Collected data entries:
__________
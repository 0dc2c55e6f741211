//! Typed API clients for the flight booking platform
//!
//! One small client per resource, all issued through the gateway so every
//! call inherits bearer attachment and the 401 refresh-and-retry cycle.

pub mod auth;
pub mod bookings;
pub mod flights;
pub mod locations;
pub mod notifications;

#[cfg(test)]
mod tests;

pub use auth::{AuthApi, LoginResponse, ProfileUpdate, RegisterRequest};
pub use bookings::{BookingCreate, BookingsApi};
pub use flights::{FlightCreate, FlightUpdate, FlightsApi};
pub use locations::{LocationCreate, LocationUpdate, LocationsApi};
pub use notifications::NotificationsApi;
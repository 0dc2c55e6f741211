//! In-memory notification feed state
//!
//! The visible list is bounded to the most recent entries, newest first.
//! The unread counter is tracked separately and may exceed the number of
//! unread entries in the visible window, because it also counts
//! notifications that were truncated out and duplicate deliveries.

use skybook_core::Notification;

/// Size of the visible window
pub const VISIBLE_LIMIT: usize = 10;

/// Bounded notification list plus the unread counter
#[derive(Debug, Clone, Default)]
pub struct NotificationFeed {
    items: Vec<Notification>,
    unread: u64,
}

impl NotificationFeed {
    pub fn new() -> Self {
        Self::default()
    }

    /// Apply the initial REST snapshot: recent history (newest first) and
    /// the authoritative unread count
    pub fn seed(&mut self, recent: Vec<Notification>, unread: u64) {
        self.items = recent;
        self.items.truncate(VISIBLE_LIMIT);
        self.unread = unread;
    }

    /// Apply one push delivery: prepend, truncate, and count it as unread.
    /// The counter increments by exactly one per delivery, whether or not
    /// the notification survives truncation or is a duplicate.
    pub fn push(&mut self, notification: Notification) {
        self.items.insert(0, notification);
        self.items.truncate(VISIBLE_LIMIT);
        self.unread += 1;
    }

    /// Visible window, newest first
    pub fn visible(&self) -> &[Notification] {
        &self.items
    }

    pub fn unread_count(&self) -> u64 {
        self.unread
    }

    /// Ids of the visible entries that are still unread
    pub fn unread_visible_ids(&self) -> Vec<String> {
        self.items
            .iter()
            .filter(|n| !n.is_read)
            .map(|n| n.id.clone())
            .collect()
    }

    /// Zero the counter and flip every visible read flag. Called after the
    /// per-item read receipts have settled, regardless of their outcomes.
    pub fn mark_all_read_local(&mut self) {
        self.unread = 0;
        for item in &mut self.items {
            item.is_read = true;
        }
    }

    /// Overwrite the counter with a freshly fetched authoritative value
    pub fn reset_unread(&mut self, unread: u64) {
        self.unread = unread;
    }
}

#[cfg(test)]
mod tests {
    use super::*;

    fn notification(id: &str) -> Notification {
        Notification {
            id: id.to_string(),
            user_id: "user-1".to_string(),
            message: format!("message {}", id),
            event_type: None,
            is_read: false,
            timestamp: "2025-03-01T10:00:00".to_string(),
        }
    }

    #[test]
    fn test_three_pushes_from_zero_count_three_unread() {
        let mut feed = NotificationFeed::new();
        for i in 0..3 {
            feed.push(notification(&i.to_string()));
        }

        assert_eq!(feed.unread_count(), 3);
        assert_eq!(feed.visible().len(), 3);
    }

    #[test]
    fn test_fifteen_pushes_keep_ten_most_recent_newest_first() {
        let mut feed = NotificationFeed::new();
        for i in 0..15 {
            feed.push(notification(&i.to_string()));
        }

        assert_eq!(feed.visible().len(), VISIBLE_LIMIT);
        // Newest first: ids 14 down to 5
        let ids: Vec<&str> = feed.visible().iter().map(|n| n.id.as_str()).collect();
        let expected: Vec<String> = (5..15).rev().map(|i| i.to_string()).collect();
        assert_eq!(
            ids,
            expected.iter().map(String::as_str).collect::<Vec<_>>()
        );
        // The counter keeps counting past the window
        assert_eq!(feed.unread_count(), 15);
    }

    #[test]
    fn test_mark_all_read_resets_counter_and_flips_flags() {
        let mut feed = NotificationFeed::new();
        for i in 0..3 {
            feed.push(notification(&i.to_string()));
        }

        feed.mark_all_read_local();

        assert_eq!(feed.unread_count(), 0);
        assert!(feed.visible().iter().all(|n| n.is_read));
        assert!(feed.unread_visible_ids().is_empty());
    }

    #[test]
    fn test_duplicate_deliveries_still_increment_the_counter() {
        let mut feed = NotificationFeed::new();
        feed.push(notification("same"));
        feed.push(notification("same"));

        // Approximate by design: no de-duplication
        assert_eq!(feed.unread_count(), 2);
        assert_eq!(feed.visible().len(), 2);
    }

    #[test]
    fn test_seed_truncates_and_adopts_authoritative_count() {
        let mut feed = NotificationFeed::new();
        let history: Vec<Notification> =
            (0..12).map(|i| notification(&i.to_string())).collect();

        feed.seed(history, 27);

        assert_eq!(feed.visible().len(), VISIBLE_LIMIT);
        assert_eq!(feed.unread_count(), 27);
    }

    #[test]
    fn test_unread_visible_ids_skips_read_entries() {
        let mut feed = NotificationFeed::new();
        let mut read = notification("read");
        read.is_read = true;
        feed.seed(vec![read, notification("unread")], 1);

        assert_eq!(feed.unread_visible_ids(), vec!["unread".to_string()]);
    }
}
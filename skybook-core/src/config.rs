//! Configuration management

use crate::error::{ErrorContext, SkybookError, SkybookResult};
use crate::types::{ApiConfig, SkybookConfig, StorageConfig, WebSocketConfig};

use std::path::Path;

/// Environment variable overriding the REST base URL
pub const ENV_API_URL: &str = "SKYBOOK_API_URL";
/// Environment variable overriding the WebSocket base URL
pub const ENV_WS_URL: &str = "SKYBOOK_WS_URL";

impl Default for SkybookConfig {
    fn default() -> Self {
        Self {
            api: ApiConfig {
                base_url: "http://localhost:801/api/v1".to_string(),
                timeout_seconds: 30,
                user_agent: "skybook/1.0".to_string(),
            },
            websocket: WebSocketConfig {
                base_url: "ws://localhost:801".to_string(),
            },
            storage: StorageConfig {
                session_file: "~/.skybook/session.json".to_string(),
            },
        }
    }
}

impl SkybookConfig {
    /// 从文件加载配置
    pub fn from_file<P: AsRef<Path>>(path: P) -> SkybookResult<Self> {
        let content = std::fs::read_to_string(path).map_err(|e| SkybookError::Config {
            message: format!("Failed to read config file: {}", e),
            source: Some(Box::new(e)),
            context: ErrorContext::new("config")
                .with_operation("read_file")
                .with_suggestion("Check if the config file exists and is readable"),
        })?;

        let config: SkybookConfig = toml::from_str(&content).map_err(|e| SkybookError::Config {
            message: format!("Failed to parse config: {}", e),
            source: Some(Box::new(e)),
            context: ErrorContext::new("config")
                .with_operation("parse_toml")
                .with_suggestion("Check TOML syntax in config file"),
        })?;

        Ok(config)
    }

    /// 保存配置到文件
    pub fn save_to_file<P: AsRef<Path>>(&self, path: P) -> SkybookResult<()> {
        let content = toml::to_string_pretty(self).map_err(|e| SkybookError::Config {
            message: format!("Failed to serialize config: {}", e),
            source: Some(Box::new(e)),
            context: ErrorContext::new("config").with_operation("serialize_toml"),
        })?;

        std::fs::write(path, content).map_err(|e| SkybookError::Config {
            message: format!("Failed to write config file: {}", e),
            source: Some(Box::new(e)),
            context: ErrorContext::new("config")
                .with_operation("write_file")
                .with_suggestion("Check if the directory exists and is writable"),
        })?;

        Ok(())
    }

    /// Apply environment overrides on top of whatever was loaded
    pub fn apply_env_overrides(mut self) -> Self {
        if let Ok(url) = std::env::var(ENV_API_URL) {
            if !url.is_empty() {
                self.api.base_url = url;
            }
        }
        if let Ok(url) = std::env::var(ENV_WS_URL) {
            if !url.is_empty() {
                self.websocket.base_url = url;
            }
        }
        self
    }

    /// 验证配置
    pub fn validate(&self) -> SkybookResult<()> {
        if self.api.base_url.is_empty() {
            return Err(crate::config_error!("API base_url must not be empty", "config"));
        }

        if !self.api.base_url.starts_with("http://") && !self.api.base_url.starts_with("https://") {
            return Err(SkybookError::Config {
                message: format!("API base_url has no http(s) scheme: {}", self.api.base_url),
                source: None,
                context: ErrorContext::new("config")
                    .with_operation("validate")
                    .with_suggestion("Use an http:// or https:// URL"),
            });
        }

        if !self.websocket.base_url.starts_with("ws://")
            && !self.websocket.base_url.starts_with("wss://")
        {
            return Err(SkybookError::Config {
                message: format!(
                    "WebSocket base_url has no ws(s) scheme: {}",
                    self.websocket.base_url
                ),
                source: None,
                context: ErrorContext::new("config")
                    .with_operation("validate")
                    .with_suggestion("Use a ws:// or wss:// URL"),
            });
        }

        if self.api.timeout_seconds == 0 {
            return Err(crate::config_error!(
                "API timeout_seconds must be greater than 0",
                "config"
            ));
        }

        Ok(())
    }
}
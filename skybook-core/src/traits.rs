//! Core trait definitions

use crate::error::SkybookResult;
use crate::types::{Session, UserRecord};

/// Persisted session store - the single source of truth for the three flat
/// entries (access token, refresh token, serialized user record).
///
/// The gateway client reads tokens on every request and replaces the access
/// token after a refresh; the session manager owns the full lifecycle. No
/// other component touches the underlying storage directly.
pub trait SessionStore: Send + Sync {
    /// Current access token, if any
    fn access_token(&self) -> SkybookResult<Option<String>>;

    /// Current refresh token, if any
    fn refresh_token(&self) -> SkybookResult<Option<String>>;

    /// Persisted user record, if any
    fn user(&self) -> SkybookResult<Option<UserRecord>>;

    /// Persist a complete session (all three entries together)
    fn store_session(&self, session: &Session) -> SkybookResult<()>;

    /// Replace only the access token after a successful refresh
    fn replace_access_token(&self, access_token: &str) -> SkybookResult<()>;

    /// Clear all persisted entries together. Must not fail on missing state.
    fn clear(&self) -> SkybookResult<()>;
}
//! Unified logging system
//!
//! Provides structured logging with configurable format and filtering

use serde::{Deserialize, Serialize};
use std::io;
use tracing_subscriber::{
    fmt, layer::SubscriberExt, util::SubscriberInitExt, EnvFilter,
};

/// Logging configuration
#[derive(Debug, Clone, Serialize, Deserialize)]
pub struct LoggingConfig {
    /// Log level (trace, debug, info, warn, error)
    pub level: String,
    /// Output format (json, pretty, compact)
    pub format: LogFormat,
    /// Whether to include file and line information
    pub include_location: bool,
    /// Whether to include thread information
    pub include_thread: bool,
    /// Custom filter directives
    pub filter_directives: Vec<String>,
}

#[derive(Debug, Clone, Serialize, Deserialize)]
pub enum LogFormat {
    Json,
    Pretty,
    Compact,
}

impl Default for LoggingConfig {
    fn default() -> Self {
        Self {
            level: "info".to_string(),
            format: LogFormat::Compact,
            include_location: false,
            include_thread: false,
            filter_directives: vec![
                "skybook=debug".to_string(),
                "skybook_core=debug".to_string(),
                "skybook_client=debug".to_string(),
                "skybook_app=debug".to_string(),
            ],
        }
    }
}

/// Initialize the logging system
pub fn init_logging(
    config: &LoggingConfig,
) -> Result<(), Box<dyn std::error::Error + Send + Sync>> {
    let mut filter =
        EnvFilter::try_from_default_env().unwrap_or_else(|_| EnvFilter::new(&config.level));

    // Add custom filter directives
    for directive in &config.filter_directives {
        filter = filter.add_directive(directive.parse()?);
    }

    let registry = tracing_subscriber::registry().with(filter);

    match config.format {
        LogFormat::Json => {
            let fmt_layer = fmt::layer()
                .json()
                .with_file(config.include_location)
                .with_line_number(config.include_location)
                .with_thread_ids(config.include_thread)
                .with_thread_names(config.include_thread)
                .with_writer(io::stdout);
            registry.with(fmt_layer).init();
        }
        LogFormat::Pretty => {
            let fmt_layer = fmt::layer()
                .pretty()
                .with_file(config.include_location)
                .with_line_number(config.include_location)
                .with_thread_ids(config.include_thread)
                .with_thread_names(config.include_thread)
                .with_writer(io::stdout);
            registry.with(fmt_layer).init();
        }
        LogFormat::Compact => {
            let fmt_layer = fmt::layer()
                .compact()
                .with_file(config.include_location)
                .with_line_number(config.include_location)
                .with_thread_ids(config.include_thread)
                .with_thread_names(config.include_thread)
                .with_writer(io::stdout);
            registry.with(fmt_layer).init();
        }
    }

    Ok(())
}

#[cfg(test)]
mod tests {
    use super::*;

    #[test]
    fn test_default_logging_config() {
        let config = LoggingConfig::default();
        assert_eq!(config.level, "info");
        assert!(config
            .filter_directives
            .iter()
            .any(|d| d.starts_with("skybook=")));
    }
}
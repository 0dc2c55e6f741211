//! Route guard
//!
//! Pure predicate evaluated per navigation. While hydration is in progress
//! the decision is deferred, which is what prevents the flash-redirect to
//! login on a reload.

use super::manager::AuthState;
use skybook_core::Role;

/// Outcome of evaluating a navigation request
#[derive(Debug, Clone, PartialEq)]
pub enum RouteDecision {
    /// Hydration has not finished: render a neutral loading state
    Pending,
    /// Navigation may proceed
    Grant,
    /// Not authenticated: go to the login view, preserving the originally
    /// requested location for the post-login return
    RedirectToLogin { from: String },
    /// Authenticated but the role is not allowed: go to the default landing
    /// route. This is an authorization failure, not an authentication one,
    /// so it must not land on the login view.
    RedirectToDefault,
}

/// Role-aware navigation guard
#[derive(Debug, Clone, Default)]
pub struct RouteGuard {
    allowed_roles: Option<Vec<Role>>,
}

impl RouteGuard {
    /// Guard that admits any authenticated user
    pub fn any_authenticated() -> Self {
        Self {
            allowed_roles: None,
        }
    }

    /// Guard that admits only the given roles
    pub fn allow_roles<I: IntoIterator<Item = Role>>(roles: I) -> Self {
        Self {
            allowed_roles: Some(roles.into_iter().collect()),
        }
    }

    /// Evaluate a navigation request against the current auth state
    pub fn evaluate(&self, state: &AuthState, requested: &str) -> RouteDecision {
        match state {
            AuthState::Uninitialized | AuthState::Hydrating => RouteDecision::Pending,
            AuthState::Anonymous => RouteDecision::RedirectToLogin {
                from: requested.to_string(),
            },
            AuthState::Authenticated { user, .. } => match &self.allowed_roles {
                Some(roles) if !roles.contains(&user.role) => RouteDecision::RedirectToDefault,
                _ => RouteDecision::Grant,
            },
        }
    }
}
//! Notification endpoints
//!
//! REST side of the notification feed: history, the authoritative unread
//! count, and per-item read receipts. The push side lives in the
//! application layer's notification channel.

use crate::gateway::ApiGateway;
use serde::Deserialize;
use skybook_core::{Notification, Page, SkybookResult};
use std::sync::Arc;
use uuid::Uuid;

#[derive(Debug, Deserialize)]
struct UnreadCountResponse {
    unread_count: u64,
}

/// Client for the notification endpoints
pub struct NotificationsApi {
    gateway: Arc<ApiGateway>,
}

impl NotificationsApi {
    pub fn new(gateway: Arc<ApiGateway>) -> Self {
        Self { gateway }
    }

    /// Fetch the most recent notifications for a user, newest first
    pub async fn recent(&self, user_id: Uuid) -> SkybookResult<Page<Notification>> {
        self.gateway
            .get_json(&format!("notifications/{}/", user_id))
            .await
    }

    /// Fetch the authoritative unread count for a user
    pub async fn unread_count(&self, user_id: Uuid) -> SkybookResult<u64> {
        let response: UnreadCountResponse = self
            .gateway
            .get_json(&format!("notifications/{}/unread-count/", user_id))
            .await?;
        Ok(response.unread_count)
    }

    /// Mark a single notification as read
    pub async fn mark_read(&self, notification_id: &str) -> SkybookResult<Notification> {
        self.gateway
            .patch_empty(&format!("notifications/{}/read/", notification_id))
            .await
    }
}
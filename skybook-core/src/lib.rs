//! Skybook Core - Core data structures and trait definitions
//!
//! This module defines the core abstractions and data structures shared by
//! the Skybook client crates

pub mod config;
pub mod error;
pub mod logging;
pub mod traits;
pub mod types;

pub use config::*;
pub use error::*;
pub use logging::*;
pub use traits::*;
pub use types::*;

// Re-export commonly used external types
pub use async_trait::async_trait;
pub use tokio;
pub use tracing;
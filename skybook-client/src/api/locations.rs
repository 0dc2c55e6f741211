//! Location endpoints

use crate::gateway::ApiGateway;
use serde::Serialize;
use skybook_core::{Location, SkybookResult};
use std::sync::Arc;
use uuid::Uuid;

/// Location creation payload
#[derive(Debug, Clone, Serialize)]
pub struct LocationCreate {
    pub name: String,
    pub airport_code: String,
    pub city: String,
    pub country: String,
}

/// Partial location update; omitted fields are left unchanged
#[derive(Debug, Clone, Default, Serialize)]
pub struct LocationUpdate {
    #[serde(skip_serializing_if = "Option::is_none")]
    pub name: Option<String>,
    #[serde(skip_serializing_if = "Option::is_none")]
    pub airport_code: Option<String>,
    #[serde(skip_serializing_if = "Option::is_none")]
    pub city: Option<String>,
    #[serde(skip_serializing_if = "Option::is_none")]
    pub country: Option<String>,
}

/// Client for the location endpoints
pub struct LocationsApi {
    gateway: Arc<ApiGateway>,
}

impl LocationsApi {
    pub fn new(gateway: Arc<ApiGateway>) -> Self {
        Self { gateway }
    }

    /// List all locations
    pub async fn list(&self) -> SkybookResult<Vec<Location>> {
        self.gateway.get_json("locations/").await
    }

    /// Create a location (admin only, enforced server-side)
    pub async fn create(&self, location: &LocationCreate) -> SkybookResult<Location> {
        self.gateway.post_json("locations/", location).await
    }

    /// Partially update a location (admin only, enforced server-side)
    pub async fn update(
        &self,
        location_id: Uuid,
        update: &LocationUpdate,
    ) -> SkybookResult<Location> {
        self.gateway
            .patch_json(&format!("locations/{}/", location_id), update)
            .await
    }

    /// Delete a location (admin only, enforced server-side)
    pub async fn delete(&self, location_id: Uuid) -> SkybookResult<()> {
        self.gateway
            .delete(&format!("locations/{}/", location_id))
            .await
    }
}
__________
=== Work to complete ===
Quote exactly the first line of the data and every line after it through the one holding "pub mod auth;".

=== Output of the exercise ===
repository 0dc2c55e6f741211
//! Typed API clients for the flight booking platform
//!
//! One small client per resource, all issued through the gateway so every
//! call inherits bearer attachment and the 401 refresh-and-retry cycle.

pub mod auth;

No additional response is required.